OpenAI's Data Deletion Blunder Complicates New York Times Copyright Lawsuit

· 1 min read

article picture

In a recent development that has complicated the ongoing copyright lawsuit between OpenAI and major news publishers, OpenAI engineers accidentally erased critical search data that could have served as potential evidence in the case.

The incident occurred on November 14 when OpenAI engineers deleted data stored on one of two virtual machines provided to The New York Times and Daily News legal teams. These virtual machines were meant to help the publishers search for their copyrighted content within OpenAI's AI training datasets.

According to a letter filed in the U.S. District Court for the Southern District of New York, the publishers' legal teams and experts had invested over 150 hours since November 1 examining OpenAI's training data. While OpenAI managed to recover most of the deleted information, the folder structure and file names were permanently lost, making it impossible to determine how the publishers' articles were used in building OpenAI's models.

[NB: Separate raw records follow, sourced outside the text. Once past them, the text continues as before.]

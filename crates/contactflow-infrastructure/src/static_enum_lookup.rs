//! Fixed reference data.

use contactflow_core::collaborator::{EnumLookup, CONTACT_TYPE, INDUSTRY};
use std::collections::HashMap;

const CONTACT_TYPES: &[&str] = &[
    "lead", "prospect", "customer", "partner", "vendor", "investor", "colleague", "personal",
    "other",
];

const INDUSTRIES: &[&str] = &[
    "technology",
    "finance",
    "healthcare",
    "education",
    "manufacturing",
    "retail",
    "media",
    "professional_services",
    "government",
    "non_profit",
    "real_estate",
    "energy",
    "other",
];

fn canonical(value: &str) -> String {
    value
        .trim()
        .to_ascii_lowercase()
        .replace([' ', '-'], "_")
}

/// Reference data held in memory; categories can be replaced or added.
#[derive(Debug, Clone)]
pub struct StaticEnumLookup {
    categories: HashMap<String, Vec<String>>,
}

impl StaticEnumLookup {
    pub fn empty() -> Self {
        Self {
            categories: HashMap::new(),
        }
    }

    pub fn with_category<I, S>(mut self, category: &str, values: I) -> Self
    where
        I: IntoIterator<Item = S>,
        S: AsRef<str>,
    {
        self.categories.insert(
            category.to_string(),
            values.into_iter().map(|v| canonical(v.as_ref())).collect(),
        );
        self
    }
}

impl Default for StaticEnumLookup {
    fn default() -> Self {
        Self::empty()
            .with_category(CONTACT_TYPE, CONTACT_TYPES)
            .with_category(INDUSTRY, INDUSTRIES)
    }
}

impl EnumLookup for StaticEnumLookup {
    fn is_valid(&self, category: &str, value: &str) -> bool {
        let value = canonical(value);
        self.categories
            .get(category)
            .is_some_and(|values| values.contains(&value))
    }

    fn values(&self, category: &str) -> Vec<String> {
        self.categories.get(category).cloned().unwrap_or_default()
    }
}

#[cfg(test)]
mod tests {
    use super::*;

    #[test]
    fn test_defaults() {
        let lookup = StaticEnumLookup::default();
        assert!(lookup.is_valid(CONTACT_TYPE, "Customer"));
        assert!(lookup.is_valid(INDUSTRY, "Real Estate"));
        assert!(!lookup.is_valid(CONTACT_TYPE, "alien"));
        assert!(!lookup.is_valid("unknown_category", "x"));
        assert_eq!(lookup.values(INDUSTRY).len(), INDUSTRIES.len());
    }

    #[test]
    fn test_override() {
        let lookup = StaticEnumLookup::empty().with_category(CONTACT_TYPE, ["vip"]);
        assert!(lookup.is_valid(CONTACT_TYPE, "VIP"));
        assert!(lookup.values(INDUSTRY).is_empty());
    }
}
//! Anomaly sentinel — bot-challenge detection over observed responses.
//!
//! The sentinel holds a table of challenge signatures (URL pattern plus
//! expected status). A response is a challenge only when its URL matches the
//! pattern AND its status equals the configured value; a matching URL with a
//! different status stays clear. Signature tables are configuration, because
//! target sites and defense vendors vary.

use std::sync::{Arc, Mutex};

use chrono::{DateTime, Utc};
use regex::Regex;

use crate::config::SignatureEntry;
use crate::error::ProbeError;

/// Verdict for a single observed response.
#[derive(Debug, Clone, Copy, PartialEq, Eq)]
pub enum Outcome {
    Clear,
    Challenge,
}

/// One challenge signature: URL pattern plus the exact status it pairs with.
#[derive(Debug, Clone)]
pub struct ChallengeSignature {
    pub pattern: Regex,
    pub status: u16,
}

/// Inspects responses against the configured signature table.
#[derive(Debug, Clone, Default)]
pub struct Sentinel {
    signatures: Vec<ChallengeSignature>,
}

impl Sentinel {
    pub fn new(signatures: Vec<ChallengeSignature>) -> Self {
        Self { signatures }
    }

    /// Compile a sentinel from configuration entries.
    pub fn from_table(entries: &[SignatureEntry]) -> Result<Self, regex::Error> {
        let signatures = entries
            .iter()
            .map(|e| {
                Ok(ChallengeSignature {
                    pattern: Regex::new(&e.pattern)?,
                    status: e.status,
                })
            })
            .collect::<Result<Vec<_>, regex::Error>>()?;
        Ok(Self { signatures })
    }

    /// Classify one observed response.
    pub fn inspect(&self, url: &str, status: u16) -> Outcome {
        for sig in &self.signatures {
            if sig.status == status && sig.pattern.is_match(url) {
                return Outcome::Challenge;
            }
        }
        Outcome::Clear
    }
}

/// A recorded challenge hit: which response tripped, and when.
#[derive(Debug, Clone)]
pub struct ChallengeHit {
    pub url: String,
    pub status: u16,
    pub at: DateTime<Utc>,
}

impl ChallengeHit {
    /// Convert the hit into the fatal error the probing loop propagates.
    pub fn into_error(self) -> ProbeError {
        ProbeError::CaptchaDetected {
            url: self.url,
            status: self.status,
            at: self.at,
        }
    }
}

/// Shared abort cell between the driver's response feed and the probing
/// loop. The feed records the first challenge hit; the loop polls it at
/// every interaction boundary and unwinds when tripped.
#[derive(Debug, Clone, Default)]
pub struct ChallengeMonitor {
    hit: Arc<Mutex<Option<ChallengeHit>>>,
}

impl ChallengeMonitor {
    pub fn new() -> Self {
        Self::default()
    }

    /// Record a challenge. The first hit wins; later hits are ignored.
    pub fn observe(&self, url: impl Into<String>, status: u16) {
        let mut slot = self.hit.lock().expect("challenge cell poisoned");
        if slot.is_none() {
            *slot = Some(ChallengeHit {
                url: url.into(),
                status,
                at: Utc::now(),
            });
        }
    }

    /// The recorded hit, if any response has tripped a signature.
    pub fn tripped(&self) -> Option<ChallengeHit> {
        self.hit.lock().expect("challenge cell poisoned").clone()
    }
}

#[cfg(test)]
mod tests {
    use super::*;

    fn sentinel() -> Sentinel {
        Sentinel::from_table(&[SignatureEntry {
            pattern: r".*?example\.test.*".to_string(),
            status: 511,
        }])
        .expect("table compiles")
    }

    #[test]
    fn test_matching_url_and_status_is_challenge() {
        let s = sentinel();
        assert_eq!(
            s.inspect("https://example.test/challenge", 511),
            Outcome::Challenge
        );
    }

    #[test]
    fn test_matching_url_wrong_status_is_clear() {
        let s = sentinel();
        assert_eq!(s.inspect("https://example.test/challenge", 200), Outcome::Clear);
        assert_eq!(s.inspect("https://example.test/challenge", 403), Outcome::Clear);
    }

    #[test]
    fn test_non_matching_url_is_clear_for_any_status() {
        let s = sentinel();
        for status in [200, 403, 511, 503] {
            assert_eq!(s.inspect("https://shop.example.com/cart", status), Outcome::Clear);
        }
    }

    #[test]
    fn test_monitor_keeps_first_hit() {
        let monitor = ChallengeMonitor::new();
        assert!(monitor.tripped().is_none());

        monitor.observe("https://example.test/a", 511);
        monitor.observe("https://example.test/b", 429);

        let hit = monitor.tripped().expect("tripped");
        assert_eq!(hit.url, "https://example.test/a");
        assert_eq!(hit.status, 511);
    }

    #[test]
    fn test_hit_converts_to_fatal_error() {
        let monitor = ChallengeMonitor::new();
        monitor.observe("https://example.test/challenge", 511);
        let err = monitor.tripped().unwrap().into_error();
        assert!(matches!(
            err,
            ProbeError::CaptchaDetected { status: 511, .. }
        ));
    }
}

The publishers' legal team has been forced to restart their investigation from scratch, resulting in additional time and resource expenditure. While the deletion appears unintentional, the incident has highlighted the challenges in examining OpenAI's vast datasets for potential copyright violations.

The lawsuit centers on allegations that OpenAI used copyrighted content from these publishers without permission to train its AI models, including GPT-4. OpenAI maintains that training its models on publicly available data falls under fair use, though the company has recently secured licensing agreements with several major publishers including Associated Press and Axel Springer.

The case represents a broader debate in the AI industry about the use of copyrighted materials for AI training. While OpenAI has established paid partnerships with some media organizations - reportedly paying up to $16 million annually in some cases - it has neither confirmed nor denied using specific copyrighted works without permission in its training processes.

OpenAI has declined to comment on this latest development in the ongoing legal battle.